All variables must have an assigned value before it is evaluated. Otherwise, the variable holds an indeterminate value. Declaring a variable only reserves the slot in the memory. The value of an uninitialized variable is therefore determined by whatever bit values that happen to occupy that memory slot at the time.

Recap

Before we move on, let's recap some concepts:

A C program consists of functions, invoking each other. The function called main is the entry point and is the first function invoked.
Each function is defined by its returned type, followed by its name, its parameter(s) (within a pair of parenthesis), and its body (within a pair of curly brackets).
Each function must be defined or declared before it is used.
The function body consists of one or more statements. We have seen assignment statements (using the = operator) and return statements, using return as the keyword.
Each variable must be declared before it is used. A declaration starts with its type followed by its name. A variable is only visible within its scope. A variable must be assigned a value before it is evaluated.
Global variables are banned in CS1010.

Example 2

Let's change the program slightly, so that instead of computing the square of the hypotenuse, we compute the hypotenuse itself. Recall that we said C provides a bunch of predefined functions, include sqrt, which computes the square root of a given number. Since a square root of a number is not necessarily an integer, we need to use a variable with a type that can store a real number.

To represent real numbers, we commonly use the type float (which is short for a floating-point number -- named so due to how a real number is represented in bits). A float type can store 32 bits. To double the precision (64 bits), we can use the type double. A long double type can store either 80-bits or 128-bits, depending on the implementation.

But which one does sqrt returns? To find out the exact specification of a pre-defined function, we can consult the manual (or man for short) pages for the function.

If you type man sqrt on the command line (or place the cursor on sqrt in vim and type Shift+K in command mode), you will see that the sqrt method has the following specification:

double sqrt(double x);

The sqrt function returns a double precision real number. We can now modify the program above to the following:

Declaring a function defined externally
double sqrt(double x); // not recommended

long square(long x)
{
  return x * x;
}

double hypotenuse_of(long base, long height)
{
  return sqrt(square(base) + square(height)); // with warning
}

int main()
{
  hypotenuse_of(3, 4);
}

Note that the first line declares the function sqrt because we need to declare a function before it is used. Since sqrt is pre-defined elsewhere, we do not have to supply the function body here. Such practice of declaring a predefined function ourselves, however, is not recommended. Different platforms, compilers, libraries, may provide a different specification for the same function. As such, it is better to use the declaration from the library that provides the predefined function itself. A library usually provides one or more header files, a set of files that contain function declarations, type definitions, and constant definitions. In the case of sqrt, its declaration is contained in a header file called math.h (which we found out through consulting the man pages). To include this file, you add the line #include <math.h> at the top of the program.
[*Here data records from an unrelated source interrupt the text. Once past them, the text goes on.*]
//! Per-category configuration records and their default snapshots

use super::keys::ExportKey;
use crate::defaults;
use crate::error::{AppError, Result};
use serde::{Deserialize, Serialize};
use std::collections::BTreeMap;
use std::fmt;
use std::str::FromStr;

/// Robot identity as recorded in the system file and hostname file
#[derive(Debug, Clone, PartialEq, Eq, Serialize, Deserialize)]
pub struct SystemConf {
    pub model: String,
    pub version: String,
    pub ros: String,
    pub hostname: String,
    /// Derived from the live interfaces; never persisted
    pub ip: Option<String>,
}

impl Default for SystemConf {
    fn default() -> Self {
        Self {
            model: defaults::DEFAULT_MODEL.to_string(),
            version: defaults::DEFAULT_VERSION.to_string(),
            ros: defaults::DEFAULT_ROS.to_string(),
            hostname: defaults::DEFAULT_HOSTNAME.to_string(),
            ip: None,
        }
    }
}

/// Wi-Fi operating mode
#[derive(Debug, Clone, Copy, PartialEq, Eq, Serialize, Deserialize)]
pub enum WifiMode {
    Client,
    AccessPoint,
}

impl WifiMode {
    pub fn as_str(&self) -> &'static str {
        match self {
            WifiMode::Client => "Client",
            WifiMode::AccessPoint => "Access Point",
        }
    }
}

impl fmt::Display for WifiMode {
    fn fmt(&self, f: &mut fmt::Formatter<'_>) -> fmt::Result {
        f.write_str(self.as_str())
    }
}

impl FromStr for WifiMode {
    type Err = AppError;

    fn from_str(s: &str) -> Result<Self> {
        match s.trim().to_lowercase().replace(['-', '_'], " ").as_str() {
            "client" | "infrastructure" => Ok(WifiMode::Client),
            "access point" | "accesspoint" | "ap" => Ok(WifiMode::AccessPoint),
            _ => Err(AppError::validation(format!(
                "Invalid Wi-Fi mode '{}' (expected Client or Access Point)",
                s
            ))),
        }
    }
}

/// Wi-Fi frequency band
#[derive(Debug, Clone, Copy, PartialEq, Eq, Serialize, Deserialize)]
pub enum WifiBand {
    #[serde(rename = "5GHz")]
    FiveGhz,
    #[serde(rename = "2.4GHz")]
    TwoPointFourGhz,
    Any,
}

impl WifiBand {
    pub fn as_str(&self) -> &'static str {
        match self {
            WifiBand::FiveGhz => "5GHz",
            WifiBand::TwoPointFourGhz => "2.4GHz",
            WifiBand::Any => "Any",
        }
    }
}

impl fmt::Display for WifiBand {
    fn fmt(&self, f: &mut fmt::Formatter<'_>) -> fmt::Result {
        f.write_str(self.as_str())
    }
}

impl FromStr for WifiBand {
    type Err = AppError;

    fn from_str(s: &str) -> Result<Self> {
        match s.trim().to_lowercase().as_str() {
            "5ghz" | "5" => Ok(WifiBand::FiveGhz),
            "2.4ghz" | "2.4" => Ok(WifiBand::TwoPointFourGhz),
            "any" => Ok(WifiBand::Any),
            _ => Err(AppError::validation(format!(
                "Invalid band '{}' (expected 5GHz, 2.4GHz or Any)",
                s
            ))),
        }
    }
}

/// Wireless interface settings mirrored into the netplan file
#[derive(Debug, Clone, PartialEq, Eq, Serialize, Deserialize)]
pub struct WifiConf {
    pub ssid: String,
    pub password: Option<String>,
    /// Kept in the model only; netplan has no field for it
    pub reg_domain: String,
    pub mode: WifiMode,
    pub band: Option<WifiBand>,
    /// Static address with prefix, e.g. `192.168.0.12/24`
    pub ip: Option<String>,
    pub dhcp: bool,
}

impl Default for WifiConf {
    fn default() -> Self {
        Self {
            ssid: defaults::DEFAULT_SSID.to_string(),
            password: Some(defaults::DEFAULT_WIFI_PASSWORD.to_string()),
            reg_domain: defaults::DEFAULT_REG_DOMAIN.to_string(),
            mode: WifiMode::AccessPoint,
            band: Some(WifiBand::FiveGhz),
            ip: None,
            dhcp: true,
        }
    }
}

/// Values of the exported environment variables, `None` meaning absent
#[derive(Debug, Clone, PartialEq, Eq, Serialize, Deserialize)]
pub struct ExportConf {
    values: BTreeMap<ExportKey, Option<String>>,
}

impl Default for ExportConf {
    fn default() -> Self {
        let mut conf = Self { values: BTreeMap::new() };
        conf.set(ExportKey::CycloneDdsUri, Some(format!("{}cyclonedds_rpi.xml", defaults::DEFAULT_SETUP_DIR)));
        conf.set(ExportKey::FastRtpsUri, Some(format!("{}fastdds_rpi.xml", defaults::DEFAULT_SETUP_DIR)));
        conf.set(ExportKey::Namespace, None);
        conf.set(ExportKey::DomainId, Some(defaults::DEFAULT_DOMAIN_ID.to_string()));
        conf.set(ExportKey::DiscoveryServer, None);
        conf.set(ExportKey::Rmw, Some(defaults::RMW_FASTRTPS.to_string()));
        conf.set(ExportKey::Diagnostics, Some("1".to_string()));
        conf.set(ExportKey::Workspace, Some(defaults::DEFAULT_WORKSPACE_SETUP.to_string()));
        conf.set(ExportKey::SuperClient, Some(defaults::FALSE_LITERAL.to_string()));
        conf
    }
}

impl ExportConf {
    pub fn get(&self, key: ExportKey) -> Option<&str> {
        self.values.get(&key).and_then(|value| value.as_deref())
    }

    pub fn set(&mut self, key: ExportKey, value: Option<String>) {
        self.values.insert(key, value);
    }

    /// All keys with their values, in declaration order
    pub fn entries(&self) -> Vec<(ExportKey, Option<String>)> {
        ExportKey::ALL
            .iter()
            .map(|key| (*key, self.get(*key).map(str::to_string)))
            .collect()
    }

    /// Raw discovery server string; empty counts as absent
    pub fn discovery_server(&self) -> Option<&str> {
        self.get(ExportKey::DiscoveryServer).filter(|raw| !raw.is_empty())
    }

    /// Whether the super-client export holds the boolean-true literal
    pub fn super_client(&self) -> bool {
        self.get(ExportKey::SuperClient)
            .map(|value| value.eq_ignore_ascii_case(defaults::TRUE_LITERAL))
            .unwrap_or(false)
    }

    /// Domain ID as a number, if present
    pub fn domain_id(&self) -> Option<Result<i64>> {
        self.get(ExportKey::DomainId)
            .map(|raw| raw.trim().parse::<i64>().map_err(AppError::from))
    }
}

/// Normalized view of the discovery server string
#[derive(Debug, Clone, PartialEq, Eq, Serialize, Deserialize)]
pub struct DiscoveryConf {
    pub enabled: bool,
    pub port: u16,
    pub server_id: u8,
    pub offboard_ip: Option<String>,
    pub offboard_port: u16,
    pub offboard_id: u8,
}

impl Default for DiscoveryConf {
    fn default() -> Self {
        Self {
            enabled: false,
            port: defaults::DEFAULT_DISCOVERY_PORT,
            server_id: 0,
            offboard_ip: None,
            offboard_port: defaults::DEFAULT_DISCOVERY_PORT,
            offboard_id: defaults::DEFAULT_OFFBOARD_ID,
        }
    }
}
Including header files for declaration of external functions
#include <math.h>

long square(long x)
{
  return x * x;
}

double hypotenuse_of(long base, long height)
{
  return sqrt(square(base) + square(height)); // with warning
}

int main()
{
  hypotenuse_of(3, 4);
}

File Extension

The convention for file extension for a C program is .c and for a C header file is .h. Even though you are allowed to name the files with any extension you like, you should stick to the convention so that it is clear to other tools/programmers what is the purpose of each file.

Compilation Warning and Implicit Type Conversion

The compiler gives a warning on the expression:

  sqrt(square(base) + square(height))

The warning says implicit conversion from 'long' to 'double' may lose precision [-Wimplicit-int-float-conversion].

Recall that we cannot represent floating point numbers (double) exactly in a computer; but we can do that with integers (long). Since the expression square(base) + square(height) returns a long value, and we try to pass it into a function that accepts a double, the compiler warns us about loosing precision.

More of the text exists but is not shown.